THE CANE                Royal Court, SW1

PSYCHOPATHIC LIBERAL MEETS DINOSAUR PARENTS

   

  Can we, I wonder, ever  learn to deplore past attitudes without being vengeful about it?  Hot on the heels of Mike Bartlett’s heartfelt SNOWFLAKE,  here’s another three-hander , another estranged daughter and another go at the subject of intergenerational affront and cold, angry youthful righteousness.  This, though, is a  more mischievously satirical – and unsettling – imagination by Mark Ravenhill.  We find Anna (Nicola Walker) a composed, professional young woman in her mid-thirties. She’s a single mother visiting her parents after a long gap:   her mother is both depressedly defensive and seething with lifelong frustration (Maggie Steed gives a note-perfect performance,  catching every resentment, fear and disappointment of a generation of women).   

  

      Father, a teacher on the verge of retirement after 45 years at the same school,  is initially upstairs working on a rebuttal of a damning OFSTED.   Parents and daughter have, we learn, become estranged because of her Academy chain,  which hopes to take over the failing school and impose its frozen eyes-front silent righteousness on it.    But, as also becomes clear, they never got on: Anna was an ‘angry child” who once threatened her father with an axe and ripped up the room.  In the eerily bleak, high-ceiled set, the marks are still on the wallpaper, underlining a sense of parental stasis. 

 

 

  But the point is that children from Dad’s school are gathering outside, throwing bricks through the window in protest at the father (Alun Armstrong) who appears, fretting about his report and as weirdly ambiguous about his daughter as his wife is.  It turns out that until the ban thirty years ago,  father was deputy head and therefore responsible for caning naughty boys.   There’s a ledger that proves it,  complete with “parental permission” signatures and carefully recorded number of strokes  (on the hand, by the way, not the backside, no skin broken).    He never liked it, as becomes clear:  Armstrong gives a wonderful picture of the old-style, basically caring Mr Chips trapped in a rigid system, doing his job.       Now, though, having suddenly found out this bit of pretty obvious social history and discovered that the mild teacher they know was once a “child-beater”,   the new generation are hunting him down in their hundreds and carrying on as if he was Josef Mengele.

    

          The core of the conflict and its absurdity is nicely summed up  when the mother says”They’re snowflakes. These children now can hunt out anybody’s grievance and claim it as their own. They can’t stand that the past wasn’t just the same as today.  If something was done differently int he past they bawl and they whine, kick and spit and attack”. 

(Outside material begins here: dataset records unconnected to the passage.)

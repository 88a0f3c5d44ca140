//! The whitelist of tracked value producers.
//!
//! A callable is a named, zero-argument producer of a serializable value,
//! evaluated lazily once per sync pass. The whitelist is assembled once per
//! process: a base set of site-state producers plus conditional additions
//! (network-wide entries on multisite installs). Names are unique; iteration
//! follows registration order.

use std::collections::HashMap;
use std::sync::Arc;

use serde_json::Value;

use crate::store::OptionStore;

/// Zero-argument value producer. `None` models an absent/null value.
pub type Producer = Arc<dyn Fn() -> Option<Value> + Send + Sync>;

/// Callables whose backing options must propagate without waiting out the
/// debounce window. Updating or deleting one of these options unlocks the
/// tracker, and cron-triggered passes evaluate only this subset.
pub const ALWAYS_SEND: &[&str] = &["home_url", "site_url", "active_plugins"];

/// The durable option keys backing [`ALWAYS_SEND`], in the same order.
/// Option-change events carry option keys, not callable names, so the unlock
/// path matches against these.
pub const ALWAYS_SEND_OPTIONS: &[&str] = &["home", "siteurl", "active_plugins"];

/// Site-identity callables re-sent even with unchanged checksums while an
/// identity-migration flag is active, so a migrated clone re-announces who
/// it is.
pub const IDC_OVERRIDE: &[&str] = &["home_url", "site_url"];

struct Entry {
    name: String,
    producer: Producer,
    requires_elevation: bool,
}

/// Ordered name → producer mapping with unique names.
#[derive(Default)]
pub struct Whitelist {
    entries: Vec<Entry>,
    index: HashMap<String, usize>,
}

impl Whitelist {
    pub fn new() -> Self {
        Self::default()
    }

    /// Register a producer under `name`.
    ///
    /// Re-registering an existing name replaces its producer in place,
    /// keeping the original position.
    pub fn register(
        &mut self,
        name: impl Into<String>,
        producer: impl Fn() -> Option<Value> + Send + Sync + 'static,
    ) -> &mut Self {
        self.insert(name.into(), Arc::new(producer), false);
        self
    }

    /// Register a producer that must run under the elevated actor.
    pub fn register_elevated(
        &mut self,
        name: impl Into<String>,
        producer: impl Fn() -> Option<Value> + Send + Sync + 'static,
    ) -> &mut Self {
        self.insert(name.into(), Arc::new(producer), true);
        self
    }

    fn insert(&mut self, name: String, producer: Producer, requires_elevation: bool) {
        if let Some(&pos) = self.index.get(&name) {
            self.entries[pos] = Entry {
                name,
                producer,
                requires_elevation,
            };
        } else {
            self.index.insert(name.clone(), self.entries.len());
            self.entries.push(Entry {
                name,
                producer,
                requires_elevation,
            });
        }
    }

    /// Remove a name from the whitelist. Unknown names are ignored.
    pub fn remove(&mut self, name: &str) {
        if let Some(pos) = self.index.remove(name) {
            self.entries.remove(pos);
            for entry in &self.entries[pos..] {
                if let Some(idx) = self.index.get_mut(&entry.name) {
                    *idx -= 1;
                }
            }
        }
    }

    /// Registered names in registration order.
    pub fn names(&self) -> Vec<&str> {
        self.entries.iter().map(|e| e.name.as_str()).collect()
    }

    pub fn contains(&self, name: &str) -> bool {
        self.index.contains_key(name)
    }

    pub fn len(&self) -> usize {
        self.entries.len()
    }

    pub fn is_empty(&self) -> bool {
        self.entries.is_empty()
    }

    /// Iterate `(name, producer, requires_elevation)` in registration order.
    pub(crate) fn iter(&self) -> impl Iterator<Item = (&str, &Producer, bool)> {
        self.entries
            .iter()
            .map(|e| (e.name.as_str(), &e.producer, e.requires_elevation))
    }

    /// A whitelist holding only the named subset, preserving this list's
    /// order. Producers are shared, not re-built. Used for cron narrowing.
    pub fn narrowed_to(&self, names: &[&str]) -> Whitelist {
        let mut narrowed = Whitelist::new();
        for entry in &self.entries {
            if names.contains(&entry.name.as_str()) {
                narrowed.insert(
                    entry.name.clone(),
                    Arc::clone(&entry.producer),
                    entry.requires_elevation,
                );
            }
        }
        narrowed
    }

    /// The standard site-state producer set, reading from `options`.
    ///
    /// `multisite` adds the network-wide entries that only exist on
    /// multi-site installs.
    pub fn standard(options: Arc<dyn OptionStore>, multisite: bool) -> Self {
        fn from_option(options: &Arc<dyn OptionStore>, key: &'static str) -> Producer {
            let options = Arc::clone(options);
            Arc::new(move || options.get(key))
        }

        let mut list = Whitelist::new();
        list.insert("home_url".into(), from_option(&options, "home"), false);
        list.insert("site_url".into(), from_option(&options, "siteurl"), false);
        list.insert("blog_name".into(), from_option(&options, "blogname"), false);
        // Reading the plugin list needs the privileged actor on the host.
        list.insert(
            "active_plugins".into(),
            from_option(&options, "active_plugins"),
            true,
        );
        list.insert(
            "active_theme".into(),
            from_option(&options, "template"),
            false,
        );
        list.insert(
            "timezone".into(),
            from_option(&options, "timezone_string"),
            false,
        );
        list.insert(
            "paused_plugins".into(),
            from_option(&options, "paused_plugins"),
            false,
        );

        if multisite {
            list.insert(
                "network_name".into(),
                from_option(&options, "network_name"),
                false,
            );
            list.insert(
                "network_site_url".into(),
                from_option(&options, "network_siteurl"),
                false,
            );
            list.insert(
                "main_network_site".into(),
                from_option(&options, "main_network_site"),
                false,
            );
        }

        list
    }
}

     To which the pious daughter replies”Young people today are much more aware of issues relating to coercion, personal space, violence”.  She suggests formal apologies to the new generation (which hasn’t personally suffered)  and a safe space for them to discuss feelings. “To indulge themselves further in their introspection and self-pity” replies Mum sharply. 

  

    Sympathy and irritation swing (well, mine did) between the hidebound, slightly bullying but  long-serving older generation and the almost psychopathic liberalism of the bossy modern daughter,  with her pious jargon about “pupil voice” and prating about Best Practice and the inadvisability of Off Site Meetings.  Not to mention a grating tendency to say  “utilize” not “use’, and a millennial assumption that whatever is in the attic must be pornography, because her father being male must want some.  “I wouldn’t judge”.   After an hour I did wonder what Mr Ravenhill and director Vicky Featherstone would do with the remaining 45 minutes , stuck in a bleak set with three bleak people.  But the drama did rise – to the point of improbability  – with more argument, a minor coup-de-theatre by Chloe Langford’s set,  and an increasingly violent and improbable conclusion. 

 

    The last speech also revealed the fact that the liberal-caring-personal-space daughter  probably always was as mad and vindictive as a box of fascist frogs.    On the way out audience members over 50 muttered about how they got leathered at school ,so what?   And a nice young man next to me almost fainted when I told him that in 1965 Mother Rita in Krugersdorp  used to lash out with a ruler without any parental signature.